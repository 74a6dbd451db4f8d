//! Company HTTP handlers
//!
//! Each handler returns `BizResult`; failures are rendered by
//! `BizError::into_response`.

use axum::extract::State;
use axum::http::StatusCode;
use axum::response::Json;
use serde_json::{Value, json};

use super::model::{CompanyUpdate, NewCompany};
use crate::core::error::{BizError, BizResult};
use crate::core::extractors::{ApiPath, ValidJson};
use crate::core::slug::slugify;
use crate::server::host::AppState;

/// GET /companies
pub async fn list_companies(State(state): State<AppState>) -> BizResult<Json<Value>> {
    let companies = state.companies.list().await?;
    Ok(Json(json!({ "companies": companies })))
}

/// POST /companies
///
/// The code is derived from the name; a duplicate surfaces as a store error.
pub async fn create_company(
    State(state): State<AppState>,
    ValidJson(payload): ValidJson<NewCompany>,
) -> BizResult<(StatusCode, Json<Value>)> {
    let code = slugify(&payload.name);
    if code.is_empty() {
        return Err(BizError::validation(format!(
            "Cannot derive a company code from name '{}'",
            payload.name
        )));
    }

    let company = state.companies.create(payload.into_company(code)).await?;
    tracing::info!(code = %company.code, "company created");

    Ok((StatusCode::CREATED, Json(json!({ "company": company }))))
}

/// GET /companies/{code}
pub async fn get_company(
    State(state): State<AppState>,
    ApiPath(code): ApiPath<String>,
) -> BizResult<Json<Value>> {
    tracing::debug!(%code, "get company");
    let company = state
        .companies
        .get(&code)
        .await?
        .ok_or_else(|| BizError::company_not_found(&code))?;

    Ok(Json(json!({ "company": company })))
}

/// PUT /companies/{code}
pub async fn update_company(
    State(state): State<AppState>,
    ApiPath(code): ApiPath<String>,
    payload: Result<ValidJson<CompanyUpdate>, BizError>,
) -> BizResult<Json<Value>> {
    tracing::debug!(%code, "update company");
    if state.companies.get(&code).await?.is_none() {
        return Err(BizError::company_not_found(&code));
    }

    let ValidJson(update) = payload?;
    let company = state
        .companies
        .update(&code, update)
        .await?
        // deleted between the existence check and the update
        .ok_or_else(|| BizError::company_not_found(&code))?;
    tracing::info!(%code, "company updated");

    Ok(Json(json!({ "company": company })))
}

/// DELETE /companies/{code}
pub async fn delete_company(
    State(state): State<AppState>,
    ApiPath(code): ApiPath<String>,
) -> BizResult<Json<Value>> {
    if !state.companies.delete(&code).await? {
        return Err(BizError::company_not_found(&code));
    }
    tracing::info!(%code, "company deleted");

    Ok(Json(json!({ "status": "deleted" })))
}
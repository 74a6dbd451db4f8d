//! Invoice entity module

pub mod descriptor;
pub mod handlers;
pub mod model;

pub use descriptor::InvoiceDescriptor;
pub use handlers::*;
pub use model::{
    Invoice, InvoiceChanges, InvoiceDetail, InvoiceSummary, InvoiceUpdate, NewInvoice, next_paid_date,
    today,
};
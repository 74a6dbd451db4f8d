//! Core module containing the error type, service traits and request helpers

pub mod error;
pub mod extractors;
pub mod service;
pub mod slug;

pub use error::{BizError, BizResult};
pub use extractors::{ApiPath, ValidJson};
pub use service::{CompanyService, InvoiceService};
pub use slug::slugify;
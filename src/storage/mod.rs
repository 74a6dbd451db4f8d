//! Storage implementations for different backends

pub mod in_memory;
#[cfg(feature = "postgres")]
pub mod postgres;

pub use in_memory::InMemoryStore;
#[cfg(feature = "postgres")]
pub use postgres::PostgresStore;
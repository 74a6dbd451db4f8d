//! Router assembly
//!
//! Mounts, in order:
//! - GET /health, GET /healthz
//! - the CRUD routes of every registered resource
//! - custom routes supplied to the builder
//! - a JSON 404 fallback for everything else
//!
//! The whole router is wrapped in a `TraceLayer` so every request produces a
//! tracing span.

use crate::core::error::BizError;
use crate::server::entity_registry::EntityRegistry;
use crate::server::host::AppState;
use axum::{Json, Router, routing::get};
use serde_json::{Value, json};
use tower_http::trace::TraceLayer;

/// Build the complete application router
pub fn build_router(state: AppState, custom_routes: Vec<Router>) -> Router {
    let registry = EntityRegistry::with_resources(state);
    tracing::debug!(resources = ?registry.entity_types(), "mounting resource routes");

    let app = custom_routes
        .into_iter()
        .fold(health_routes().merge(registry.build_routes()), Router::merge);

    app.fallback(not_found).layer(TraceLayer::new_for_http())
}

fn health_routes() -> Router {
    Router::new()
        .route("/health", get(health_check))
        .route("/healthz", get(health_check))
}

async fn health_check() -> Json<Value> {
    Json(json!({
        "status": "ok",
        "service": "biztime"
    }))
}

async fn not_found() -> BizError {
    BizError::not_found("Not Found")
}
//! Resources exposed over HTTP
//!
//! Each resource is a directory with its model, handlers and a descriptor
//! that registers its routes.

pub mod company;
pub mod invoice;
//! Service traits for company and invoice storage

use crate::entities::company::{Company, CompanySummary, CompanyUpdate};
use crate::entities::invoice::{Invoice, InvoiceChanges, InvoiceSummary, NewInvoice};
use anyhow::Result;
use async_trait::async_trait;

/// Storage operations behind the company handlers
///
/// Every method is a single statement against the store. Uniqueness of
/// `code` and `name` is the store's job: a duplicate insert is an error.
#[async_trait]
pub trait CompanyService: Send + Sync {
    /// All companies ordered by code
    async fn list(&self) -> Result<Vec<CompanySummary>>;

    /// Get a company by exact code
    async fn get(&self, code: &str) -> Result<Option<Company>>;

    /// Insert a company whose code is already derived
    async fn create(&self, company: Company) -> Result<Company>;

    /// Overwrite name and description
    ///
    /// Returns `None` when no row matched.
    async fn update(&self, code: &str, update: CompanyUpdate) -> Result<Option<Company>>;

    /// Delete by code, returning whether a row was removed
    ///
    /// Invoices of the company are removed with it.
    async fn delete(&self, code: &str) -> Result<bool>;
}

/// Storage operations behind the invoice handlers
#[async_trait]
pub trait InvoiceService: Send + Sync {
    /// All invoices ordered by id
    async fn list(&self) -> Result<Vec<InvoiceSummary>>;

    /// Get an invoice by id
    async fn get(&self, id: i32) -> Result<Option<Invoice>>;

    /// Insert an invoice
    ///
    /// The store assigns `id`, defaults `add_date` to today and `paid` to
    /// false, and rejects a `comp_code` with no matching company. An invoice
    /// created as paid gets `paid_date` = `add_date`.
    async fn create(&self, invoice: NewInvoice) -> Result<Invoice>;

    /// Write already-resolved column values
    ///
    /// Returns `None` when no row matched.
    async fn update(&self, id: i32, changes: InvoiceChanges) -> Result<Option<Invoice>>;

    /// Delete by id, returning whether a row was removed
    async fn delete(&self, id: i32) -> Result<bool>;
}
//! Company code derivation
//!
//! A company created through the API gets its primary key from its display
//! name. The rule is part of the public contract because the derived code is
//! returned to the client and used for every later lookup:
//!
//! 1. lowercase the name
//! 2. collapse every run of non-alphanumeric characters into a single `-`
//! 3. trim `-` from both ends
//!
//! Letters and digits outside ASCII are kept, so "Café" becomes `café`.
//! Such codes are percent-encoded in request paths (`/companies/caf%C3%A9`)
//! and decoded again by the path extractor.
//!
//! ```
//! use biztime::core::slug::slugify;
//!
//! assert_eq!(slugify("Test Co"), "test-co");
//! assert_eq!(slugify("  Apple, Inc. "), "apple-inc");
//! ```

use regex::Regex;
use std::sync::LazyLock;

static SEPARATORS: LazyLock<Regex> =
    LazyLock::new(|| Regex::new(r"[^\p{L}\p{N}]+").expect("separator pattern is valid"));

/// Derive a path-segment code from a company name
///
/// Two names may map to the same code ("Acme Inc" and "acme-inc"); the
/// store's uniqueness constraint rejects the second insert.
pub fn slugify(name: &str) -> String {
    let lowered = name.to_lowercase();
    SEPARATORS
        .replace_all(&lowered, "-")
        .trim_matches('-')
        .to_string()
}
//! Typed error handling for biztime
//!
//! Every handler returns `Result<_, BizError>`. Nothing is caught inside the
//! handlers: the error travels back to axum, and the [`IntoResponse`] impl
//! below is the one place where a failure becomes an HTTP response.
//!
//! # Error Categories
//!
//! - [`BizError::NotFound`]: the requested company or invoice does not exist (404)
//! - [`BizError::Validation`]: the request could not be read (400)
//! - [`BizError::Internal`]: anything raised by the store (500)
//!
//! # Wire format
//!
//! ```json
//! { "error": { "message": "There is no company with code 'acme'", "status": 404 } }
//! ```

use axum::Json;
use axum::extract::rejection::{JsonRejection, PathRejection};
use axum::http::StatusCode;
use axum::response::{IntoResponse, Response};
use serde::Serialize;
use std::fmt::Display;

/// Message sent to clients for every internal failure.
pub const INTERNAL_MESSAGE: &str = "Internal Server Error";

/// The main error type for biztime handlers
#[derive(Debug, thiserror::Error)]
pub enum BizError {
    /// An identifier did not match any row
    #[error("{message}")]
    NotFound { message: String },

    /// The request body or path could not be turned into a typed input
    #[error("{message}")]
    Validation { message: String },

    /// Store-level failure: constraint violation, connectivity, bad query
    #[error(transparent)]
    Internal(#[from] anyhow::Error),
}

/// Inner body of an error response
#[derive(Debug, Serialize)]
pub struct ErrorBody {
    /// Human-readable error message
    pub message: String,
    /// HTTP status code, repeated in the body
    pub status: u16,
}

/// Error response envelope: `{ "error": { message, status } }`
#[derive(Debug, Serialize)]
pub struct ErrorResponse {
    pub error: ErrorBody,
}

impl BizError {
    pub fn not_found(message: impl Into<String>) -> Self {
        BizError::NotFound {
            message: message.into(),
        }
    }

    pub fn validation(message: impl Into<String>) -> Self {
        BizError::Validation {
            message: message.into(),
        }
    }

    /// NotFound for a company code
    pub fn company_not_found(code: &str) -> Self {
        Self::not_found(format!("There is no company with code '{}'", code))
    }

    /// NotFound for an invoice id
    pub fn invoice_not_found(id: impl Display) -> Self {
        Self::not_found(format!("There is no invoice with id '{}'", id))
    }

    /// Get the HTTP status code for this error
    pub fn status_code(&self) -> StatusCode {
        match self {
            BizError::NotFound { .. } => StatusCode::NOT_FOUND,
            BizError::Validation { .. } => StatusCode::BAD_REQUEST,
            BizError::Internal(_) => StatusCode::INTERNAL_SERVER_ERROR,
        }
    }

    /// Convert to an error response
    ///
    /// Internal errors never expose their cause to the client.
    pub fn to_response(&self) -> ErrorResponse {
        let message = match self {
            BizError::Internal(_) => INTERNAL_MESSAGE.to_string(),
            other => other.to_string(),
        };

        ErrorResponse {
            error: ErrorBody {
                message,
                status: self.status_code().as_u16(),
            },
        }
    }
}

impl IntoResponse for BizError {
    fn into_response(self) -> Response {
        let status = self.status_code();
        match &self {
            BizError::Internal(err) => tracing::error!(error = ?err, "request failed"),
            other => tracing::debug!(status = status.as_u16(), "{}", other),
        }
        (status, Json(self.to_response())).into_response()
    }
}

// =============================================================================
// Conversions from extractor rejections
// =============================================================================

impl From<JsonRejection> for BizError {
    fn from(rejection: JsonRejection) -> Self {
        BizError::validation(rejection.body_text())
    }
}

impl From<PathRejection> for BizError {
    fn from(rejection: PathRejection) -> Self {
        BizError::validation(rejection.body_text())
    }
}

impl From<validator::ValidationErrors> for BizError {
    fn from(errors: validator::ValidationErrors) -> Self {
        let mut fields: Vec<String> = errors
            .field_errors()
            .into_iter()
            .map(|(field, _)| format!("'{}' is required", field))
            .collect();
        fields.sort();
        BizError::validation(fields.join(", "))
    }
}

/// A specialized Result type for biztime handlers
pub type BizResult<T> = Result<T, BizError>;
//! Company entity module

pub mod descriptor;
pub mod handlers;
pub mod model;

pub use descriptor::CompanyDescriptor;
pub use handlers::*;
pub use model::{Company, CompanySummary, CompanyUpdate, NewCompany};
//! In-memory store for testing and development
//!
//! Behaves like the SQL schema in `migrations/`: unique company codes and
//! names, a foreign key from invoices to companies with `ON DELETE CASCADE`,
//! `amt > 0`, serial invoice ids, and defaults for `paid` and `add_date`.

use crate::core::service::{CompanyService, InvoiceService};
use crate::entities::company::{Company, CompanySummary, CompanyUpdate};
use crate::entities::invoice::{Invoice, InvoiceChanges, InvoiceSummary, NewInvoice, today};
use anyhow::{Result, anyhow, bail};
use async_trait::async_trait;
use std::collections::BTreeMap;
use std::sync::{Arc, RwLock};

#[derive(Default)]
struct Tables {
    companies: BTreeMap<String, Company>,
    invoices: BTreeMap<i32, Invoice>,
    last_invoice_id: i32,
}

/// In-memory implementation of both services
///
/// Clones share the same tables. Uses RwLock for thread-safe access.
#[derive(Clone, Default)]
pub struct InMemoryStore {
    tables: Arc<RwLock<Tables>>,
}

impl InMemoryStore {
    pub fn new() -> Self {
        Self::default()
    }

    fn read(&self) -> Result<std::sync::RwLockReadGuard<'_, Tables>> {
        self.tables
            .read()
            .map_err(|e| anyhow!("Failed to acquire read lock: {}", e))
    }

    fn write(&self) -> Result<std::sync::RwLockWriteGuard<'_, Tables>> {
        self.tables
            .write()
            .map_err(|e| anyhow!("Failed to acquire write lock: {}", e))
    }
}

fn check_amount(amt: f64) -> Result<()> {
    if amt.is_nan() || amt <= 0.0 {
        bail!("new row for relation \"invoices\" violates check constraint \"invoices_amt_check\"");
    }
    Ok(())
}

#[async_trait]
impl CompanyService for InMemoryStore {
    async fn list(&self) -> Result<Vec<CompanySummary>> {
        let tables = self.read()?;
        Ok(tables.companies.values().map(CompanySummary::from).collect())
    }

    async fn get(&self, code: &str) -> Result<Option<Company>> {
        let tables = self.read()?;
        Ok(tables.companies.get(code).cloned())
    }

    async fn create(&self, company: Company) -> Result<Company> {
        let mut tables = self.write()?;

        if tables.companies.contains_key(&company.code) {
            bail!("duplicate key value violates unique constraint \"companies_pkey\"");
        }
        if tables.companies.values().any(|c| c.name == company.name) {
            bail!("duplicate key value violates unique constraint \"companies_name_key\"");
        }

        tables
            .companies
            .insert(company.code.clone(), company.clone());
        Ok(company)
    }

    async fn update(&self, code: &str, update: CompanyUpdate) -> Result<Option<Company>> {
        let mut tables = self.write()?;

        if tables
            .companies
            .values()
            .any(|c| c.code != code && c.name == update.name)
        {
            bail!("duplicate key value violates unique constraint \"companies_name_key\"");
        }

        Ok(tables.companies.get_mut(code).map(|company| {
            company.name = update.name;
            company.description = update.description;
            company.clone()
        }))
    }

    async fn delete(&self, code: &str) -> Result<bool> {
        let mut tables = self.write()?;

        if tables.companies.remove(code).is_none() {
            return Ok(false);
        }
        tables.invoices.retain(|_, invoice| invoice.comp_code != code);
        Ok(true)
    }
}

#[async_trait]
impl InvoiceService for InMemoryStore {
    async fn list(&self) -> Result<Vec<InvoiceSummary>> {
        let tables = self.read()?;
        Ok(tables.invoices.values().map(InvoiceSummary::from).collect())
    }

    async fn get(&self, id: i32) -> Result<Option<Invoice>> {
        let tables = self.read()?;
        Ok(tables.invoices.get(&id).cloned())
    }

    async fn create(&self, invoice: NewInvoice) -> Result<Invoice> {
        let mut tables = self.write()?;

        if !tables.companies.contains_key(&invoice.comp_code) {
            bail!(
                "insert or update on table \"invoices\" violates foreign key constraint \"invoices_comp_code_fkey\""
            );
        }
        check_amount(invoice.amt)?;

        tables.last_invoice_id += 1;
        let paid = invoice.paid.unwrap_or(false);
        let add_date = today();
        let created = Invoice {
            id: tables.last_invoice_id,
            comp_code: invoice.comp_code,
            amt: invoice.amt,
            paid,
            add_date,
            paid_date: paid.then_some(add_date),
        };

        tables.invoices.insert(created.id, created.clone());
        Ok(created)
    }

    async fn update(&self, id: i32, changes: InvoiceChanges) -> Result<Option<Invoice>> {
        let mut tables = self.write()?;

        let Some(invoice) = tables.invoices.get_mut(&id) else {
            return Ok(None);
        };
        check_amount(changes.amt)?;

        invoice.amt = changes.amt;
        invoice.paid = changes.paid;
        invoice.paid_date = changes.paid_date;
        Ok(Some(invoice.clone()))
    }

    async fn delete(&self, id: i32) -> Result<bool> {
        let mut tables = self.write()?;
        Ok(tables.invoices.remove(&id).is_some())
    }
}
use umbra_type::{symbol::SymbolId, types::TypeId, Id};

use crate::stmt::StmtId;

pub type DeclId = Id<Decl>;

#[derive(Debug, Clone, PartialEq, Eq)]
pub struct Decl {
  pub name: SymbolId,
  pub kind: DeclKind,
}

#[derive(Debug, Clone, PartialEq, Eq)]
pub enum DeclKind {
  Function(FunctionDecl),
  Variable(VariableDecl),
  Machine(MachineDecl),
  Event(EventDecl),
}

impl DeclKind {
  pub fn kind_name(&self) -> &'static str {
    match self {
      DeclKind::Function(_) => "function",
      DeclKind::Variable(_) => "variable",
      DeclKind::Machine(_) => "machine",
      DeclKind::Event(_) => "event",
    }
  }
}

#[derive(Debug, Clone, PartialEq, Eq)]
pub struct FunctionDecl {
  /// Owning machine, when the function is a member. Backends that only
  /// handle global functions reject owned ones.
  pub owner: Option<DeclId>,
  /// True when the body may block on a `receive`.
  pub can_receive: bool,
  pub is_foreign: bool,
  /// Parameter declarations, in signature order. Each is a `Variable`.
  pub params: Vec<DeclId>,
  pub return_type: TypeId,
  /// Local variable declarations, in declaration order. Each is a `Variable`.
  pub locals: Vec<DeclId>,
  pub body: StmtId,
}

#[derive(Debug, Clone, Copy, PartialEq, Eq)]
pub struct VariableDecl {
  pub ty: TypeId,
}

#[derive(Debug, Clone, PartialEq, Eq)]
pub struct MachineDecl {
  pub states: Vec<SymbolId>,
}

#[derive(Debug, Clone, Copy, PartialEq, Eq)]
pub struct EventDecl {
  pub payload: Option<TypeId>,
}
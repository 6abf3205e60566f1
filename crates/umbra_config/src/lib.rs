use serde::{Deserialize, Serialize};

/// Configuration for a single code-generation job.
///
/// A job owns its own name mint and operator-table registry; configs must
/// not be shared across independent jobs expecting stable identifiers.
#[derive(Debug, Clone, Serialize, Deserialize)]
pub struct JobConfig {
  /// File name the caller writes the produced artifact to.
  pub file_name: String,
  /// Name of the generated top-level Java class.
  pub main_class_name: String,
}

impl JobConfig {
  pub fn new(
    file_name: impl Into<String>,
    main_class_name: impl Into<String>,
  ) -> Self {
    Self {
      file_name: file_name.into(),
      main_class_name: main_class_name.into(),
    }
  }
}

impl Default for JobConfig {
  fn default() -> Self {
    Self {
      file_name: "out.java".to_string(),
      main_class_name: "Main".to_string(),
    }
  }
}
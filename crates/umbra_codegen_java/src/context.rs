use std::collections::{HashMap, HashSet};

use umbra_ir::DeclId;

/// Name of the target-level BDD library handle.
pub const BDD_HANDLE: &str = "bdd";
/// Name of the per-function return accumulator.
pub const RETURN_ACCUMULATOR: &str = "retValue";

/// A target-level BDD variable holding the current path constraint. Lives
/// for the emission of one block whose predicate is fixed.
#[derive(Debug, Clone)]
pub struct PathConstraintScope {
  pub pc_var: String,
}

/// Target-level identifiers for one loop: the list of break predicates and
/// the early-return flag that outlives the loop body.
#[derive(Debug, Clone)]
pub struct LoopScope {
  pub exits_list: String,
  pub early_ret_flag: String,
}

/// The per-branch flag set whenever a control-flow-escaping statement was
/// taken within the branch.
#[derive(Debug, Clone)]
pub struct BranchScope {
  pub jumped_out_flag: String,
}

/// Immutable bundle threaded through statement emission: the live path
/// constraint, plus the innermost loop and branch scopes if any.
#[derive(Debug, Clone)]
pub struct FlowContext {
  pub pc: PathConstraintScope,
  pub loop_scope: Option<LoopScope>,
  pub branch_scope: Option<BranchScope>,
}

impl FlowContext {
  /// Context for a function body: no loop, no branch.
  pub fn function(pc: PathConstraintScope) -> Self {
    Self {
      pc,
      loop_scope: None,
      branch_scope: None,
    }
  }

  /// Context for a loop body. Any enclosing branch scope is dropped; jumps
  /// inside the loop are absorbed by the loop protocol.
  pub fn in_loop(
    pc: PathConstraintScope,
    loop_scope: LoopScope,
  ) -> Self {
    Self {
      pc,
      loop_scope: Some(loop_scope),
      branch_scope: None,
    }
  }

  /// Context for one branch of a conditional. The loop scope is inherited
  /// from the parent so breaks still find their exits list.
  pub fn branch(
    pc: PathConstraintScope,
    branch_scope: BranchScope,
    parent: &FlowContext,
  ) -> Self {
    Self {
      pc,
      loop_scope: parent.loop_scope.clone(),
      branch_scope: Some(branch_scope),
    }
  }
}

/// Per-job mutable state: the name mint and the declaration name map.
///
/// Every minted identifier is pairwise distinct across the compilation
/// unit; one monotonic counter feeds all mints.
#[derive(Debug, Default)]
pub struct CompilationContext {
  counter: u32,
  decl_names: HashMap<DeclId, String>,
  used_names: HashSet<String>,
}

impl CompilationContext {
  pub fn new() -> Self {
    Self::default()
  }

  fn next(&mut self) -> u32 {
    let n = self.counter;
    self.counter += 1;
    n
  }

  pub fn fresh_temp_var(&mut self) -> String {
    format!("temp_{}", self.next())
  }

  pub fn fresh_pc_scope(&mut self) -> PathConstraintScope {
    PathConstraintScope {
      pc_var: format!("pc_{}", self.next()),
    }
  }

  pub fn fresh_loop_scope(&mut self) -> LoopScope {
    LoopScope {
      exits_list: format!("loopExits_{}", self.next()),
      early_ret_flag: format!("loopEarlyRet_{}", self.next()),
    }
  }

  pub fn fresh_branch_scope(&mut self) -> BranchScope {
    BranchScope {
      jumped_out_flag: format!("jumpedOut_{}", self.next()),
    }
  }

  /// Stable, collision-free identifier for a declaration. The first
  /// declaration to claim a source name keeps it; later claimants get a
  /// counter suffix.
  pub fn name_for_decl(
    &mut self,
    id: DeclId,
    source_name: &str,
  ) -> String {
    if let Some(name) = self.decl_names.get(&id) {
      return name.clone();
    }
    let mut name = source_name.to_string();
    while self.used_names.contains(&name) {
      name = format!("{}_{}", source_name, self.next());
    }
    self.used_names.insert(name.clone());
    self.decl_names.insert(id, name.clone());
    name
  }

  /// Deterministic mangling of a source variable name. Pure: independent
  /// of mint state.
  pub fn var(name: &str) -> String {
    format!("var_{}", name)
  }
}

.....

Check each line in the records above for the word "inside". Return those that have it.

//! Every handler returns `Result<_, BizError>`. Nothing is caught inside the
  /// inside the loop are absorbed by the loop protocol.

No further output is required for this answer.